Síndrome de ruminação: definida como a presença de regurgitações orais repetidas de pequenas quantidades de alimento proveniente do estômago, o qual, com frequência, é engolido novamente. Ocorre geralmente durante ou imediatamente após as refeições do paciente. Pode ser encontrada em aproximadamente 5% da população pediátrica e está frequentemente associada a transtornos psiquiátricos, como a bulimia nervosa.[63][64][65] Ocorre mais comumente em crianças com atrasos no desenvolvimento.[66]
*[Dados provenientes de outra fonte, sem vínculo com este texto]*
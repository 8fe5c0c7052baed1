use clap::Parser;
use colored::*;
use std::path::Path;
use tracing_subscriber::EnvFilter;

mod args;

use args::Args;
use rusty_hands::camera::{self, CameraSource, FrameSource};
use rusty_hands::config::AppConfig;
use rusty_hands::frame_loop::run_frames;
use rusty_hands::inference::HandLandmarkPipeline;
use rusty_hands::output::{parse_hex, PreviewState, PreviewStyle, WindowOutput};
use rusty_hands::pipeline::{HandPipeline, SimulatedHandPipeline};
use rusty_hands::pointer::{EnigoPointer, LogPointer, PointerSink, FALLBACK_SURFACE};
use rusty_hands::HandController;

fn create_pipeline(model: Option<&Path>, config: &AppConfig) -> anyhow::Result<Box<dyn HandPipeline>> {
    match model {
        Some(path) => Ok(Box::new(HandLandmarkPipeline::new(
            &path.to_string_lossy(),
            config.tracking.min_detection_confidence,
            config.tracking.min_tracking_confidence,
        )?)),
        None => Ok(Box::new(SimulatedHandPipeline::new())),
    }
}

fn main() -> anyhow::Result<()> {
    let args = Args::parse();

    // RUST_LOG wins, --verbose bumps the default to debug
    let default_level = if args.verbose { "debug" } else { "info" };
    tracing_subscriber::fmt()
        .with_env_filter(
            EnvFilter::try_from_default_env().unwrap_or_else(|_| EnvFilter::new(default_level)),
        )
        .init();

    if args.list {
        return camera::list_cameras();
    }

    // 0. Load Config
    let config = AppConfig::load(&args.config)?;

    // 1. Setup Camera (fatal if unavailable)
    let mirror = args.mirror_or(config.capture.mirror);
    let mut camera = CameraSource::new(args.cam_index as usize, mirror)?;

    // 2. Setup Perception
    let mut pipeline = create_pipeline(args.model.as_deref(), &config)?;
    println!("Active Pipeline: {}", pipeline.name().cyan());

    // 3. Setup Pointer
    let mut pointer: Box<dyn PointerSink> = if args.dry_run {
        Box::new(LogPointer::new(config.surface.resolve().unwrap_or(FALLBACK_SURFACE)))
    } else {
        Box::new(EnigoPointer::new(config.surface.resolve())?)
    };
    let surface = pointer.surface();
    println!("Control surface: {}x{}{}", surface.width, surface.height, if args.dry_run { " (dry run)".yellow() } else { "".normal() });

    let mut controller = HandController::new(
        surface,
        config.tracking.stable_threshold,
        config.tracking.smoothing_alpha,
    );

    // 4. Setup Preview
    let mut window = if config.ui.show_preview && !args.no_preview {
        let style = PreviewStyle {
            landmark_color: parse_hex(&config.ui.landmark_color_hex),
            connection_color: parse_hex(&config.ui.connection_color_hex),
            dot_size: config.ui.dot_size,
        };
        let win = WindowOutput::new("Rusty Hands", camera.width() as usize, camera.height() as usize, style)?;
        println!("Controls: [Q]/[Esc] Quit");
        Some(win)
    } else {
        None
    };

    println!("Starting frame loop...");
    let summary = run_frames(
        &mut camera,
        pipeline.as_mut(),
        &mut controller,
        pointer.as_mut(),
        args.frames,
        |frame, report, controller| {
            if let Some(win) = window.as_mut() {
                win.show(
                    frame,
                    &PreviewState {
                        hand: report.hand.as_ref(),
                        raw_label: report.raw_label,
                        confirmed: controller.confirmed(),
                    },
                )?;
                if win.quit_requested() {
                    return Ok(false);
                }
            }
            Ok(true)
        },
    )?;

    println!("{}", format!("Stopped after {} frames ({:?})", summary.frames, summary.exit).green());
    Ok(())
}
use anyhow::Result;

use crate::types::{Frame, GestureLabel, LandmarkSet, HAND_CONNECTIONS};

/// Preview colors and sizes, resolved from config.
#[derive(Debug, Clone, Copy)]
pub struct PreviewStyle {
    pub landmark_color: u32,
    pub connection_color: u32,
    pub dot_size: usize,
}

/// What the preview should show for the current frame.
pub struct PreviewState<'a> {
    pub hand: Option<&'a LandmarkSet>,
    pub raw_label: Option<GestureLabel>,
    pub confirmed: Option<GestureLabel>,
}

pub struct WindowOutput {
    window: minifb::Window,
    buffer: Vec<u32>,
    width: usize,
    height: usize,
    style: PreviewStyle,
}

impl WindowOutput {
    pub fn new(title: &str, width: usize, height: usize, style: PreviewStyle) -> Result<Self> {
        let mut window = minifb::Window::new(
            title,
            width,
            height,
            minifb::WindowOptions {
                resize: true,
                ..minifb::WindowOptions::default()
            },
        ).map_err(|e| anyhow::anyhow!("Failed to create window: {}", e))?;

        window.limit_update_rate(Some(std::time::Duration::from_micros(16600))); // ~60 FPS

        Ok(Self {
            window,
            buffer: vec![0; width * height],
            width,
            height,
            style,
        })
    }

    /// True once the window is closed or Q / Escape is pressed.
    pub fn quit_requested(&self) -> bool {
        !self.window.is_open()
            || self.window.is_key_down(minifb::Key::Escape)
            || self.window.is_key_down(minifb::Key::Q)
    }

    pub fn show(&mut self, frame: &Frame, state: &PreviewState) -> Result<()> {
        let target_w = frame.width() as usize;
        let target_h = frame.height() as usize;
        if target_w != self.width || target_h != self.height {
            self.width = target_w;
            self.height = target_h;
        }
        if self.buffer.len() != self.width * self.height {
            self.buffer.resize(self.width * self.height, 0);
        }

        // Copy frame to buffer
        for (i, pixel) in frame.pixels().enumerate() {
            if i >= self.buffer.len() { break; }
            let r = pixel[0] as u32;
            let g = pixel[1] as u32;
            let b = pixel[2] as u32;
            self.buffer[i] = (r << 16) | (g << 8) | b;
        }

        if let Some(hand) = state.hand {
            self.draw_hand(hand);
        }
        self.draw_indicator(state.raw_label, state.confirmed);

        self.window
            .update_with_buffer(&self.buffer, self.width, self.height)
            .map_err(|e| anyhow::anyhow!("Window update failed: {}", e))?;

        Ok(())
    }

    fn to_pixel(&self, x: f32, y: f32) -> (f32, f32) {
        (x * self.width as f32, y * self.height as f32)
    }

    fn draw_hand(&mut self, hand: &LandmarkSet) {
        let color = self.style.connection_color;
        for &(a, b) in HAND_CONNECTIONS.iter() {
            let (ax, ay) = self.to_pixel(hand.point(a).x, hand.point(a).y);
            let (bx, by) = self.to_pixel(hand.point(b).x, hand.point(b).y);
            let mut t = 0.0;
            while t <= 1.0 {
                let px = ax + (bx - ax) * t;
                let py = ay + (by - ay) * t;
                self.draw_point(px as i32, py as i32, color);
                t += 0.01;
            }
        }

        let dot = self.style.dot_size as i32;
        let color = self.style.landmark_color;
        for p in hand.points() {
            let (px, py) = self.to_pixel(p.x, p.y);
            for dy in -dot / 2..=dot / 2 {
                for dx in -dot / 2..=dot / 2 {
                    self.draw_point(px as i32 + dx, py as i32 + dy, color);
                }
            }
        }
    }

    /// Top-left square: confirmed label fill, raw label border.
    fn draw_indicator(&mut self, raw: Option<GestureLabel>, confirmed: Option<GestureLabel>) {
        let size = 28;
        let fill = label_color(confirmed);
        let border = label_color(raw);
        for y in 0..size {
            for x in 0..size {
                let edge = x < 3 || y < 3 || x >= size - 3 || y >= size - 3;
                self.draw_point(10 + x, 10 + y, if edge { border } else { fill });
            }
        }
    }

    fn draw_point(&mut self, x: i32, y: i32, color: u32) {
        if x >= 0 && y >= 0 && (x as usize) < self.width && (y as usize) < self.height {
            let idx = y as usize * self.width + x as usize;
            if idx < self.buffer.len() {
                self.buffer[idx] = color;
            }
        }
    }
}

fn label_color(label: Option<GestureLabel>) -> u32 {
    match label {
        Some(GestureLabel::Open) => 0x0000C850,
        Some(GestureLabel::Closed) => 0x00DC2828,
        None => 0x00646464,
    }
}

/// "#RRGGBB" to 0RGB. Anything else falls back to red.
pub fn parse_hex(hex: &str) -> u32 {
    if hex.len() == 7 && hex.starts_with('#') {
        u32::from_str_radix(&hex[1..], 16).unwrap_or(0x00FF0000)
    } else {
        0x00FF0000 // Default Red
    }
}
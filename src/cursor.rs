use crate::types::{ControlEvent, GestureLabel, Surface};

/// Weight kept from the previous smoothed position. Higher = steadier but laggier.
pub const DEFAULT_ALPHA: f32 = 0.7;

// =========================================================================
// Cursor Smoothing (Exponential Moving Average)
// =========================================================================

/// Smoothed cursor position in surface pixels.
///
/// Never reset on loss of detection: when no hand is seen the cursor simply
/// stays where it was.
#[derive(Debug, Clone)]
pub struct CursorFilter {
    x: f32,
    y: f32,
    alpha: f32,
    surface: Surface,
}

impl CursorFilter {
    /// Starts at the center of the surface.
    pub fn new(surface: Surface, alpha: f32) -> Self {
        let (x, y) = surface.center();
        Self { x, y, alpha, surface }
    }

    /// Starts at an explicit position instead of the center.
    pub fn with_position(surface: Surface, alpha: f32, x: f32, y: f32) -> Self {
        Self { x, y, alpha, surface }
    }

    pub fn position(&self) -> (f32, f32) {
        (self.x, self.y)
    }

    pub fn surface(&self) -> Surface {
        self.surface
    }

    /// Blend in the wrist position (normalized 0..1) and return the move event.
    pub fn update(&mut self, wrist_x: f32, wrist_y: f32) -> ControlEvent {
        let target_x = wrist_x * self.surface.width as f32;
        let target_y = wrist_y * self.surface.height as f32;

        self.x = self.alpha * self.x + (1.0 - self.alpha) * target_x;
        self.y = self.alpha * self.y + (1.0 - self.alpha) * target_y;

        let (px, py) = self.surface.clamp_pixel(self.x, self.y);
        ControlEvent::MoveTo(px, py)
    }
}

// =========================================================================
// Press / Release Dispatch
// =========================================================================

#[derive(Debug, Clone, Copy, PartialEq, Eq, Default)]
pub enum PointerState {
    Pressed,
    #[default]
    Released,
}

/// Maps confirmed label changes to button events. Closed hand = pressed.
#[derive(Debug, Default)]
pub struct PressDispatcher {
    state: PointerState,
}

impl PressDispatcher {
    pub fn new() -> Self {
        Self::default()
    }

    pub fn state(&self) -> PointerState {
        self.state
    }

    /// A change to a label whose state already holds emits nothing.
    pub fn on_label_change(&mut self, label: GestureLabel) -> Option<ControlEvent> {
        match (label, self.state) {
            (GestureLabel::Closed, PointerState::Released) => {
                self.state = PointerState::Pressed;
                Some(ControlEvent::Press)
            }
            (GestureLabel::Open, PointerState::Pressed) => {
                self.state = PointerState::Released;
                Some(ControlEvent::Release)
            }
            _ => None,
        }
    }

    /// Release a held button, e.g. on shutdown.
    pub fn release(&mut self) -> Option<ControlEvent> {
        self.on_label_change(GestureLabel::Open)
    }
}
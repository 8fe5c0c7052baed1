use nokhwa::{
    pixel_format::RgbFormat,
    utils::{ApiBackend, CameraIndex, RequestedFormat, RequestedFormatType},
    Camera,
};
use anyhow::{Result, Context, anyhow};
use colored::*;

use crate::types::Frame;

/// Capture collaborator. An `Err` from `capture` ends the frame loop.
pub trait FrameSource {
    fn capture(&mut self) -> Result<Frame>;
    fn width(&self) -> u32;
    fn height(&self) -> u32;
}

pub struct CameraSource {
    camera: Camera,
    mirror: bool,
}

impl CameraSource {
    /// Opening the device is the only fatal camera error; it happens here,
    /// before any frame is processed.
    pub fn new(index: usize, mirror: bool) -> Result<Self> {
        let cam_index = CameraIndex::Index(index as u32);
        let requested = RequestedFormat::new::<RgbFormat>(RequestedFormatType::AbsoluteHighestFrameRate);
        let mut camera = Camera::new(cam_index, requested)
            .map_err(|e| anyhow!(e))
            .context("Could not open webcam. Ensure a camera is connected and accessible")?;

        camera.open_stream().map_err(|e| anyhow!(e)).context("Failed to open camera stream")?;

        println!("{}", format!("Opened camera: {}", camera.info().human_name()).green());
        println!("Format: {}", camera.camera_format());

        Ok(Self { camera, mirror })
    }

    pub fn name(&self) -> String {
        self.camera.info().human_name()
    }
}

impl FrameSource for CameraSource {
    fn capture(&mut self) -> Result<Frame> {
        let frame = self.camera.frame().map_err(|e| anyhow!(e)).context("Failed to grab frame from webcam")?;
        let mut decoded = frame.decode_image::<RgbFormat>().map_err(|e| anyhow!(e)).context("Failed to decode frame")?;
        if self.mirror {
            image::imageops::flip_horizontal_in_place(&mut decoded);
        }
        Ok(decoded)
    }

    fn width(&self) -> u32 {
        self.camera.resolution().width()
    }

    fn height(&self) -> u32 {
        self.camera.resolution().height()
    }
}

impl Drop for CameraSource {
    fn drop(&mut self) {
        let _ = self.camera.stop_stream();
    }
}

/// Print the cameras nokhwa can see.
pub fn list_cameras() -> Result<()> {
    let cameras = nokhwa::query(ApiBackend::Auto)?;
    println!("{}", "Available Cameras:".bold());
    println!("{:<5} | {:<30} | {:<10}", "Index", "Name", "Misc");
    println!("{}", "-".repeat(60));
    for cam in cameras {
        println!("{:<5} | {:<30} | {:?}", cam.index(), cam.human_name(), cam.misc());
    }
    Ok(())
}
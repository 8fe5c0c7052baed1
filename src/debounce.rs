//! Run-length debouncing of per-frame gesture labels.

use crate::types::GestureLabel;
use tracing::debug;

/// Consecutive identical raw labels needed before a label is confirmed.
/// Empirically chosen; tunable through config.
pub const DEFAULT_STABLE_THRESHOLD: u32 = 3;

/// State carried between frames. Empty means no hand in the last frame.
#[derive(Debug, Clone, Copy, Default, PartialEq, Eq)]
pub struct DebounceState {
    pub last_raw_label: Option<GestureLabel>,
    pub run_length: u32,
    pub confirmed_label: Option<GestureLabel>,
}

impl DebounceState {
    pub fn is_tracking(&self) -> bool {
        self.last_raw_label.is_some()
    }
}

pub struct Debouncer {
    state: DebounceState,
    threshold: u32,
}

impl Debouncer {
    /// A threshold of 0 is treated as 1.
    pub fn new(threshold: u32) -> Self {
        Self {
            state: DebounceState::default(),
            threshold: threshold.max(1),
        }
    }

    pub fn state(&self) -> &DebounceState {
        &self.state
    }

    pub fn threshold(&self) -> u32 {
        self.threshold
    }

    pub fn confirmed(&self) -> Option<GestureLabel> {
        self.state.confirmed_label
    }

    /// Feed one frame. `None` means no hand was observed.
    ///
    /// Returns the newly confirmed label on the frame where it changes,
    /// `None` otherwise.
    pub fn update(&mut self, raw: Option<GestureLabel>) -> Option<GestureLabel> {
        let Some(label) = raw else {
            if self.state.is_tracking() {
                debug!("Hand lost, debounce run reset");
            }
            self.state = DebounceState::default();
            return None;
        };

        if self.state.last_raw_label == Some(label) {
            self.state.run_length = self.state.run_length.saturating_add(1);
        } else {
            self.state.last_raw_label = Some(label);
            self.state.run_length = 1;
        }

        if self.state.run_length >= self.threshold && self.state.confirmed_label != Some(label) {
            self.state.confirmed_label = Some(label);
            return Some(label);
        }
        None
    }
}

impl Default for Debouncer {
    fn default() -> Self {
        Self::new(DEFAULT_STABLE_THRESHOLD)
    }
}
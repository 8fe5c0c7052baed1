//! Pointer-injection collaborator.

use anyhow::{anyhow, Context, Result};
use enigo::{Button, Coordinate, Direction, Enigo, Mouse, Settings};
use tracing::info;

use crate::types::{ControlEvent, Surface};

/// Surface used when no display can be queried (dry runs).
pub const FALLBACK_SURFACE: Surface = Surface { width: 1920, height: 1080 };

pub trait PointerSink {
    fn dispatch(&mut self, event: &ControlEvent) -> Result<()>;
    /// Control surface the coordinates refer to.
    fn surface(&self) -> Surface;
}

/// Drives the real OS pointer.
pub struct EnigoPointer {
    enigo: Enigo,
    surface: Surface,
}

impl EnigoPointer {
    /// `surface` overrides the detected main display size.
    pub fn new(surface: Option<Surface>) -> Result<Self> {
        let enigo = Enigo::new(&Settings::default()).context("Failed to connect to the input system")?;
        let surface = match surface {
            Some(s) => s,
            None => {
                let (w, h) = enigo.main_display().map_err(|e| anyhow!(e)).context("Failed to query display size")?;
                Surface::new(w.max(1) as u32, h.max(1) as u32)
            }
        };
        Ok(Self { enigo, surface })
    }
}

impl PointerSink for EnigoPointer {
    fn dispatch(&mut self, event: &ControlEvent) -> Result<()> {
        let result = match *event {
            ControlEvent::MoveTo(x, y) => self.enigo.move_mouse(x, y, Coordinate::Abs),
            ControlEvent::Press => self.enigo.button(Button::Left, Direction::Press),
            ControlEvent::Release => self.enigo.button(Button::Left, Direction::Release),
        };
        result
            .map_err(|e| anyhow!(e))
            .with_context(|| format!("Pointer injection failed for {}", event))
    }

    fn surface(&self) -> Surface {
        self.surface
    }
}

/// Dry run: logs button events, counts moves.
pub struct LogPointer {
    surface: Surface,
    moves: u64,
}

impl LogPointer {
    pub fn new(surface: Surface) -> Self {
        Self { surface, moves: 0 }
    }

    pub fn moves(&self) -> u64 {
        self.moves
    }
}

impl PointerSink for LogPointer {
    fn dispatch(&mut self, event: &ControlEvent) -> Result<()> {
        match event {
            ControlEvent::MoveTo(..) => {
                self.moves += 1;
                tracing::trace!("{}", event);
            }
            _ => info!("Pointer: {}", event),
        }
        Ok(())
    }

    fn surface(&self) -> Surface {
        self.surface
    }
}

/// Keeps every event, for tests and replays.
#[derive(Debug, Default)]
pub struct RecordingPointer {
    pub surface: Option<Surface>,
    pub events: Vec<ControlEvent>,
}

impl RecordingPointer {
    pub fn new(surface: Surface) -> Self {
        Self { surface: Some(surface), events: Vec::new() }
    }

    pub fn buttons(&self) -> Vec<ControlEvent> {
        self.events
            .iter()
            .copied()
            .filter(|e| !matches!(e, ControlEvent::MoveTo(..)))
            .collect()
    }
}

impl PointerSink for RecordingPointer {
    fn dispatch(&mut self, event: &ControlEvent) -> Result<()> {
        self.events.push(*event);
        Ok(())
    }

    fn surface(&self) -> Surface {
        self.surface.unwrap_or(FALLBACK_SURFACE)
    }
}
Transtorno factício (abuso clínico): deve-se suspeitar quando os sintomas parecem produzidos ou são desproporcionais ao exame. É frequente que a investigação diagnóstica de rotina não explique a natureza dos sintomas. Náuseas e vômitos são comuns nesse distúrbio. Ocorre frequentemente em crianças com idade <5 anos. O responsável é, muitas vezes, um dos pais ou cuidadores da criança. Pode ser devastadora se não reconhecida precocemente.[67]
Ambiental
Ingestão tóxica: aproximadamente 1.17 milhão de exposições tóxicas em crianças (<20 anos) foram relatadas por centros de controle de intoxicações nos EUA em 2021.[68] Entre as exposições mais comuns em crianças com idade ≤5 anos estavam cosméticos, substâncias de limpeza, analgésicos, pesticidas, preparações para tosse e resfriado, medicamentos cardiovasculares, estimulantes e drogas ilícitas, e óleos essenciais.[68]
Efeitos adversos de medicamentos: os mais comuns são os quimioterápicos (induzem a estimulação da área postrema do hipotálamo e podem produzir sintomas intensos), analgésicos opioides (devido a seu efeito de redução da motilidade gastrointestinal) e medicamentos anticolinérgicos, como os antidepressivos e os antiespasmódicos (devido à redução da motilidade gastrointestinal). Os anti-inflamatórios não esteroidais podem provocar náuseas e vômitos secundários a inflamação gastrointestinal. Outros medicamentos incluem os anestésicos e os antibióticos.
Respiratórios/otorrinolaringológicos
Otite média: definida como a presença de líquido e inflamação na orelha média. É muito comum na população pediátrica, com 1 a cada 4 crianças apresentando no mínimo 1 episódio de otite média aguda até aos 10 anos de idade.[72] Os patógenos mais comumente associados à otite média aguda são bactérias, como S pneumoniae, H influenza e Moraxella catarrhalis; no entanto, vírus também já foram implicados.
Pneumonia: uma causa muito comum de morbidade em crianças. É mais frequente em meninos <5 anos, principalmente associada a uma condição socioeconômica baixa. Tanto vírus (por exemplo, vírus da gripe [influenza]) quanto bactérias (por exemplo, S pneumonia, Mycoplasma pneumoniae) já foram implicados.